My Presentation at the EMDRIA Conference and... The Road Forward
As part of my preparation to speak at this year's 2016 EMDRIA Conference in Minneapolis, I have been journaling my thoughts on the different aspects and hopeful impact of my presentation. For more information on the conference, click here. For additional journal entries, click here.
I have high hopes for this presentation, whether it be an immediate effect from the presentation itself, or just a first step on a path toward a new way of looking at treatment. I feel that there are a great number of wonderful therapies, old and new, that are already engaged and others that are poised to take on this world filled with trauma and the effects of trauma. Professionals from various theoretical orientations are trying their best to bring healing to those that suffer.
My hope is that this model of EMDR therapy anchored by Mindfulness as a framework for treatment will resonate. I feel that the AIP model and the 8 phase protocol are now ready to enter a new stage of development, with no big adjustments, only with the wide angle, long range view of developing treatment centers that are not only trauma informed, but trauma focused. Mindfulness provides the core of the stabilization and preparation for trauma reprocessing, and EMDR therapy's trauma reprocessing phases do what they have been shown to do for many years now. This applies not only to single incident trauma, but with all the modifications provided by many researchers and practitioners over the years as well as by those working in other modalities, we can apply this to the developmental trauma, attachment trauma, and Complex PTSD we see in so many of our clients. This applies to our addiction clients and those without addictions. This applies to utilizing the wisdom of trauma reprocessing and mindfulness to provide a complete healing template for individuals and the communities that treat them.

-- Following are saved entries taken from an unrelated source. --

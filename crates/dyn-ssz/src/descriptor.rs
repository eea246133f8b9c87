//! Resolved type descriptors and the resolver building them.
//!
//! A [`TypeDescriptor`] is the [`Schema`] of a type with every size
//! annotation applied against the engine's [`SpecRegistry`].  It is a closed
//! tree walked by the marshal, unmarshal, size and hash engines.

use std::sync::Arc;

use tracing::*;

use crate::{
    cache::TypeCache,
    error::{DynSszError, DynSszResult, FieldPath},
    hints::{SizeHint, resolve_hints},
    schema::{ContainerSchema, Schema, UintWidth},
    spec::SpecRegistry,
};

/// Length of an offset in the fixed region of a composite.
pub const BYTES_PER_LENGTH_OFFSET: usize = 4;

/// Size profile of a type.
#[derive(Debug, Clone, Copy, PartialEq, Eq)]
pub enum SszSize {
    Fixed(usize),
    Dynamic,
}

#[derive(Debug, Clone, PartialEq, Eq)]
pub enum DescriptorKind {
    Bool,

    Uint(UintWidth),

    /// Fixed number of elements.
    Vector {
        elem: Arc<TypeDescriptor>,
        len: usize,
    },

    /// Element count carried by the data, with an optional upper bound.
    List {
        elem: Arc<TypeDescriptor>,
        max: Option<usize>,
    },

    Container { fields: Vec<FieldDescriptor> },
}

#[derive(Debug, Clone, PartialEq, Eq)]
pub struct FieldDescriptor {
    pub name: &'static str,
    pub descriptor: Arc<TypeDescriptor>,
}

/// Layout of a type under a specific registry.
#[derive(Debug, Clone, PartialEq, Eq)]
pub struct TypeDescriptor {
    name: String,
    kind: DescriptorKind,
    size: SszSize,
    has_spec_override: bool,
}

impl TypeDescriptor {
    fn new(name: String, kind: DescriptorKind, size: SszSize, has_spec_override: bool) -> Self {
        Self {
            name,
            kind,
            size,
            has_spec_override,
        }
    }

    pub fn name(&self) -> &str {
        &self.name
    }

    pub fn kind(&self) -> &DescriptorKind {
        &self.kind
    }

    pub fn size(&self) -> SszSize {
        self.size
    }

    pub fn is_fixed_size(&self) -> bool {
        matches!(self.size, SszSize::Fixed(_))
    }

    pub fn fixed_size(&self) -> Option<usize> {
        match self.size {
            SszSize::Fixed(n) => Some(n),
            SszSize::Dynamic => None,
        }
    }

    /// True if a specification value changed this type or anything reachable
    /// from it away from the built-in defaults.
    pub fn has_spec_override(&self) -> bool {
        self.has_spec_override
    }

    /// Basic types pack several values into one chunk when hashed.
    pub fn is_basic(&self) -> bool {
        matches!(self.kind, DescriptorKind::Bool | DescriptorKind::Uint(_))
    }

    /// Bytes the type occupies in the fixed region of an enclosing composite.
    pub fn fixed_part_len(&self) -> usize {
        self.fixed_size().unwrap_or(BYTES_PER_LENGTH_OFFSET)
    }

    /// Smallest valid encoding length.
    pub fn min_size(&self) -> usize {
        match (&self.kind, self.size) {
            (_, SszSize::Fixed(n)) => n,
            (DescriptorKind::Container { fields }, SszSize::Dynamic) => {
                fields.iter().map(|f| f.descriptor.fixed_part_len()).sum()
            }
            (DescriptorKind::Vector { len, .. }, SszSize::Dynamic) => len * BYTES_PER_LENGTH_OFFSET,
            _ => 0,
        }
    }
}

/// Builds descriptors for one engine, caching container descriptors by type.
pub(crate) struct Resolver<'a> {
    registry: &'a SpecRegistry,
    cache: &'a TypeCache<Arc<TypeDescriptor>>,
}

impl<'a> Resolver<'a> {
    pub(crate) fn new(registry: &'a SpecRegistry, cache: &'a TypeCache<Arc<TypeDescriptor>>) -> Self {
        Self { registry, cache }
    }

    /// Resolves a top-level schema, optionally with externally supplied hints.
    pub(crate) fn resolve(
        &self,
        schema: &Schema,
        hints: &[SizeHint],
    ) -> DynSszResult<Arc<TypeDescriptor>> {
        let mut path = FieldPath::root();
        self.resolve_node(schema, hints, &mut path)
    }

    fn resolve_node(
        &self,
        schema: &Schema,
        hints: &[SizeHint],
        path: &mut FieldPath,
    ) -> DynSszResult<Arc<TypeDescriptor>> {
        let (hint, rest) = match hints.split_first() {
            Some((hint, rest)) => (*hint, rest),
            None => (SizeHint::default(), &[][..]),
        };

        match schema {
            Schema::Bool | Schema::Uint(_) => {
                if let Some(extra) = hints.iter().find(|h| !h.is_unconstrained()) {
                    return Err(hint_mismatch(
                        schema,
                        path,
                        format!("size hint {extra:?} on a primitive"),
                    ));
                }

                let (kind, width) = match schema {
                    Schema::Uint(w) => (DescriptorKind::Uint(*w), w.bytes()),
                    _ => (DescriptorKind::Bool, 1),
                };
                Ok(Arc::new(TypeDescriptor::new(
                    schema.kind_name(),
                    kind,
                    SszSize::Fixed(width),
                    false,
                )))
            }

            Schema::Array { elem, len } => {
                if hint.max.is_some() {
                    return Err(hint_mismatch(
                        schema,
                        path,
                        "max bound on a fixed-length array".to_owned(),
                    ));
                }

                let size_override = hint.size_overridden(Some(*len));
                match hint.size {
                    Some(size) if size != *len && size_override => {
                        return Err(DynSszError::LengthMismatch {
                            ty: schema.kind_name(),
                            path: path.clone(),
                            expected: size.to_string(),
                            actual: *len,
                        });
                    }
                    Some(size) if size != *len => {
                        return Err(hint_mismatch(
                            schema,
                            path,
                            format!("size {size} on an array of length {len}"),
                        ));
                    }
                    _ => {}
                }

                let elem = self.resolve_node(elem, rest, path)?;
                self.vector(elem, *len, size_override, schema, path)
            }

            Schema::List { elem, max } => {
                let elem = self.resolve_node(elem, rest, path)?;

                match hint.size {
                    Some(size) => {
                        let bound = hint.max.or(*max);
                        if let Some(bound) = bound
                            && size > bound
                        {
                            return Err(hint_mismatch(
                                schema,
                                path,
                                format!("size {size} exceeds bound {bound}"),
                            ));
                        }
                        let has_override =
                            hint.size_overridden(None) || hint.max_overridden(*max);
                        self.vector(elem, size, has_override, schema, path)
                    }
                    None => {
                        let has_override = hint.max_overridden(*max) || elem.has_spec_override();
                        let max = hint.max.or(*max);
                        if elem.fixed_size() == Some(0) {
                            return Err(unsupported(schema, path, "list of zero-sized elements"));
                        }

                        let name = match max {
                            Some(max) => format!("List[{}, {max}]", elem.name()),
                            None => format!("List[{}]", elem.name()),
                        };
                        Ok(Arc::new(TypeDescriptor::new(
                            name,
                            DescriptorKind::List { elem, max },
                            SszSize::Dynamic,
                            has_override,
                        )))
                    }
                }
            }

            Schema::Container(container) => {
                if let Some(extra) = hints.iter().find(|h| !h.is_unconstrained()) {
                    return Err(hint_mismatch(
                        schema,
                        path,
                        format!("size hint {extra:?} on a container"),
                    ));
                }
                self.resolve_container(container, path)
            }
        }
    }

    fn vector(
        &self,
        elem: Arc<TypeDescriptor>,
        len: usize,
        spec_override: bool,
        schema: &Schema,
        path: &FieldPath,
    ) -> DynSszResult<Arc<TypeDescriptor>> {
        if len == 0 {
            return Err(unsupported(schema, path, "zero-length vector"));
        }
        if elem.fixed_size() == Some(0) {
            return Err(unsupported(schema, path, "vector of zero-sized elements"));
        }

        let size = match elem.fixed_size() {
            Some(esize) => {
                let total = esize
                    .checked_mul(len)
                    .ok_or_else(|| unsupported(schema, path, "vector size overflows"))?;
                SszSize::Fixed(total)
            }
            None => SszSize::Dynamic,
        };

        let name = format!("Vector[{}, {len}]", elem.name());
        let has_override = spec_override || elem.has_spec_override();
        Ok(Arc::new(TypeDescriptor::new(
            name,
            DescriptorKind::Vector { elem, len },
            size,
            has_override,
        )))
    }

    fn resolve_container(
        &self,
        container: &ContainerSchema,
        path: &mut FieldPath,
    ) -> DynSszResult<Arc<TypeDescriptor>> {
        if let Some(cached) = self.cache.get(container.type_id) {
            return Ok(cached);
        }

        if container.fields.is_empty() {
            return Err(DynSszError::UnsupportedType {
                ty: container.name.to_owned(),
                path: path.clone(),
                reason: "container without fields".to_owned(),
            });
        }

        let mut fields = Vec::with_capacity(container.fields.len());
        for field in &container.fields {
            path.push_field(field.name);

            let hints = resolve_hints(&field.annotations, self.registry).map_err(|reason| {
                DynSszError::HintMismatch {
                    ty: field.schema.kind_name(),
                    path: path.clone(),
                    reason,
                }
            })?;
            let descriptor = self.resolve_node(&field.schema, &hints, path)?;

            path.pop();
            fields.push(FieldDescriptor {
                name: field.name,
                descriptor,
            });
        }

        let size = fields
            .iter()
            .try_fold(0usize, |acc, f| {
                f.descriptor.fixed_size().and_then(|n| acc.checked_add(n))
            })
            .map_or(SszSize::Dynamic, SszSize::Fixed);
        let has_override = fields.iter().any(|f| f.descriptor.has_spec_override());

        let descriptor = Arc::new(TypeDescriptor::new(
            container.name.to_owned(),
            DescriptorKind::Container { fields },
            size,
            has_override,
        ));

        debug!(ty = container.name, ?size, has_override, "resolved container descriptor");
        Ok(self.cache.insert(container.type_id, descriptor))
    }
}

fn hint_mismatch(schema: &Schema, path: &FieldPath, reason: String) -> DynSszError {
    DynSszError::HintMismatch {
        ty: schema.kind_name(),
        path: path.clone(),
        reason,
    }
}

fn unsupported(schema: &Schema, path: &FieldPath, reason: &str) -> DynSszError {
    DynSszError::UnsupportedType {
        ty: schema.kind_name(),
        path: path.clone(),
        reason: reason.to_owned(),
    }
}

Going forward myself, my hope is to continue training as many therapists as possible in EMDR therapy by providing EMDRIA Approved Basic Training through the Institute for Creative Mindfulness. My hope is to help agencies to integrate this thinking into their treatment philosophy and then put it into action. My hope is to train EMDR therapists, supervisors and consultants in rolling out these kinds of programs. My hope is that my book Clinical Dharma can help providers to maintain their own wellness as they do so. And my hope is that my almost completed book with Dr. Jamie Marich on Mindfulness and EMDR Therapy as the new paradigm for trauma informed treatment will help all of it along.
Most of all, my hope is that all beings may be free from fear, all beings may be healthy, all beings may be healthy and the all beings may be at ease. May the work we all do contribute to this lessening and perhaps ending of suffering.